The work, which will be on display at Frieze London, is among a growing number of artistic responses to the climate crisis. They have ranged from Olafur Eliasson’s “Ice Watch”, which consisted of blocks of Greenland ice placed in the City of London and next to the Thames last winter, to the Golden Lion-winning operatic installation at the Lithuanian pavilion at this year’s Venice Biennale, which called to mind package holiday beach scenes.

But as predictions grow more alarming, it is clear that the work of raising awareness must be accompanied by real action. The renewed focus on the climate crisis has drawn attention to the art world’s carbon footprint, in particular that of the large institutions and the hundreds of international art fairs, including the likes of Frieze and Art Basel. It is hard to justify the existence of these huge pop-up events when considering their environmental impact, and some are calling for radical action. “It’s not about doing good or doing better,” says Sara Arnold of the environmental activist group Extinction Rebellion, who this month led a campaign to cancel London Fashion Week, “it’s about asking what is necessary.”

Lithuanian Pavilion at the Venice Biennale © Luca Zanon/Awakening

Now under the spotlight, some cultural institutions are taking action. “The climate and biodiversity crisis requires a profound rethink in business modelling and how we, as a sector, operate,” says Alison Tickell, founding CEO of Julie’s Bicycle, a not-for-profit organisation which is helping the UK’s cultural sector to become more environmentally sustainable. Since 2012, it has led the Arts Council England’s Environmental Programme, resulting in a 35 per cent reduction in carbon emissions across its national portfolio.

Following Extinction Rebellion’s 10-day occupations across central London in April, a group of artists and cultural workers led a protest in the British capital. The movement, known as Culture Declares Emergency, demands urgent collective action.

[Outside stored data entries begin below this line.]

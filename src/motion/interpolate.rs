//! Linear interpolation primitives
//!
//! Identity holds at the interval boundaries: `lerp(a, b, 0) == a` and
//! `lerp(a, b, 1) == b` for scalars, vectors and whole poses. `t` outside
//! [0, 1] extrapolates, which is what the overshooting easing curves rely on.

use glam::Vec3;

use crate::types::{ArmPose, LegPose, Pose, TorsoPose};

/// Scalar linear interpolation.
pub fn lerp(a: f32, b: f32, t: f32) -> f32 {
    a + (b - a) * t
}

/// Vector linear interpolation.
pub fn lerp_vec3(a: Vec3, b: Vec3, t: f32) -> Vec3 {
    a.lerp(b, t)
}

fn lerp_arm(a: &ArmPose, b: &ArmPose, t: f32) -> ArmPose {
    ArmPose {
        shoulder_pitch: lerp(a.shoulder_pitch, b.shoulder_pitch, t),
        shoulder_roll: lerp(a.shoulder_roll, b.shoulder_roll, t),
        elbow_flex: lerp(a.elbow_flex, b.elbow_flex, t),
    }
}

fn lerp_leg(a: &LegPose, b: &LegPose, t: f32) -> LegPose {
    LegPose {
        hip_pitch: lerp(a.hip_pitch, b.hip_pitch, t),
        hip_roll: lerp(a.hip_roll, b.hip_roll, t),
        knee_flex: lerp(a.knee_flex, b.knee_flex, t),
    }
}

/// Whole-pose linear interpolation, per joint axis.
pub fn lerp_pose(a: &Pose, b: &Pose, t: f32) -> Pose {
    Pose {
        left_arm: lerp_arm(&a.left_arm, &b.left_arm, t),
        right_arm: lerp_arm(&a.right_arm, &b.right_arm, t),
        left_leg: lerp_leg(&a.left_leg, &b.left_leg, t),
        right_leg: lerp_leg(&a.right_leg, &b.right_leg, t),
        torso: TorsoPose {
            pitch: lerp(a.torso.pitch, b.torso.pitch, t),
            roll: lerp(a.torso.roll, b.torso.roll, t),
        },
    }
}

/// Blend only the arm joints of `from` toward `to`, with independent progress
/// for shoulder and elbow. Everything below the shoulders holds `from`.
pub fn lerp_arms_split(from: &Pose, to: &Pose, shoulder_t: f32, elbow_t: f32) -> Pose {
    let mut out = *from;
    for (out_arm, from_arm, to_arm) in [
        (&mut out.left_arm, &from.left_arm, &to.left_arm),
        (&mut out.right_arm, &from.right_arm, &to.right_arm),
    ] {
        out_arm.shoulder_pitch = lerp(from_arm.shoulder_pitch, to_arm.shoulder_pitch, shoulder_t);
        out_arm.shoulder_roll = lerp(from_arm.shoulder_roll, to_arm.shoulder_roll, shoulder_t);
        out_arm.elbow_flex = lerp(from_arm.elbow_flex, to_arm.elbow_flex, elbow_t);
    }
    out
}

#[cfg(test)]
mod tests {
    use super::*;
    use crate::motion::library;
    use approx::assert_relative_eq;

    #[test]
    fn test_scalar_lerp_identity_at_boundaries() {
        assert_relative_eq!(lerp(-42.5, 17.0, 0.0), -42.5);
        assert_relative_eq!(lerp(-42.5, 17.0, 1.0), 17.0);
        assert_relative_eq!(lerp(0.0, 10.0, 0.5), 5.0);
    }

    #[test]
    fn test_vec3_lerp_identity_at_boundaries() {
        let a = Vec3::new(1.0, -2.0, 3.0);
        let b = Vec3::new(-4.0, 5.0, -6.0);
        assert_eq!(lerp_vec3(a, b, 0.0), a);
        assert_eq!(lerp_vec3(a, b, 1.0), b);
    }

    #[test]
    fn test_pose_lerp_identity_at_boundaries() {
        let a = library::squat();
        let b = library::holding(2.0);
        let at0 = lerp_pose(&a, &b, 0.0);
        let at1 = lerp_pose(&a, &b, 1.0);
        for (x, y) in at0.axes().iter().zip(a.axes().iter()) {
            assert_relative_eq!(x, y);
        }
        for (x, y) in at1.axes().iter().zip(b.axes().iter()) {
            assert_relative_eq!(x, y);
        }
    }

    #[test]
    fn test_split_arm_lerp_holds_legs_and_torso() {
        let from = library::squat();
        let to = library::reach_down();
        let out = lerp_arms_split(&from, &to, 1.0, 0.0);

        assert_eq!(out.left_leg, from.left_leg);
        assert_eq!(out.right_leg, from.right_leg);
        assert_eq!(out.torso, from.torso);
        assert_relative_eq!(out.right_arm.shoulder_pitch, to.right_arm.shoulder_pitch);
        assert_relative_eq!(out.right_arm.elbow_flex, from.right_arm.elbow_flex);
    }
}
//! Intent type definitions
//!
//! MotionIntent is the tagged inbound command produced by an external
//! natural-language or rule-based parser. Only motion intents are modeled
//! here; non-motion commands never reach this engine.

use serde::{Deserialize, Serialize};

/// A resolved, tagged motion command.
#[derive(Debug, Clone, PartialEq, Eq, Serialize, Deserialize)]
#[serde(tag = "command", rename_all = "snake_case")]
pub enum MotionIntent {
    /// Pick up the object best matching the free-text description.
    Pick {
        /// Free-text target description, e.g. "the red box"
        description: String,
    },
    /// Release the currently held object near the ground.
    Drop,
}

impl MotionIntent {
    /// Create a pick intent.
    pub fn pick(description: impl Into<String>) -> Self {
        Self::Pick {
            description: description.into(),
        }
    }
}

It counts over 500 artists and organisations, from Antony Gormley and Cornelia Parker to Somerset House and Tate.

“We have reached a defining moment in the history of our planet and the cultural sector has a unique part to play in effecting change,” read Tate’s announcement in July, coinciding with Eliasson’s Tate Modern exhibition In Real Life. The institution has committed to reducing its carbon footprint by a further 10 per cent by 2023 — a modest target compared with the 31 per cent reduction already achieved since 2007 — and switching to a green electricity tariff across all four galleries.

But the announcement has raised some eyebrows. “I was surprised that they weren’t already supplied by a green energy supplier,” says Helen Turner, artistic director at E-Werk, a carbon-neutral arts centre and energy provider which opened this month in Luckenwalde, 30 miles south of Berlin. Like Tate Modern, it is housed in a decommissioned power station, which is now home to exhibition galleries, workshops and affordable studio spaces, spanning some 10,000 sq metres over four floors.

E-Werk isn’t like other post-industrial factories-turned-galleries, however. When the German artist Pablo Wendel acquired the listed building in 2017, he knew he wanted to revive its long-lost raison d’être. It is now home to his non-profit organisation Performance Electrics, which has been producing “kunstrom” or “art electricity” through projects like wind sculptures and solar-panel based performances since 2012. The electricity produced is sold on the national grid, and profits are reinvested in the arts centre.

As part of E-Werk’s launch, a quarter of the old power station was reactivated — using waste spruce pine woodchips instead of coal — creating enough energy to power the building and 200 local households. “Autonomy is a key point for us,” says Turner.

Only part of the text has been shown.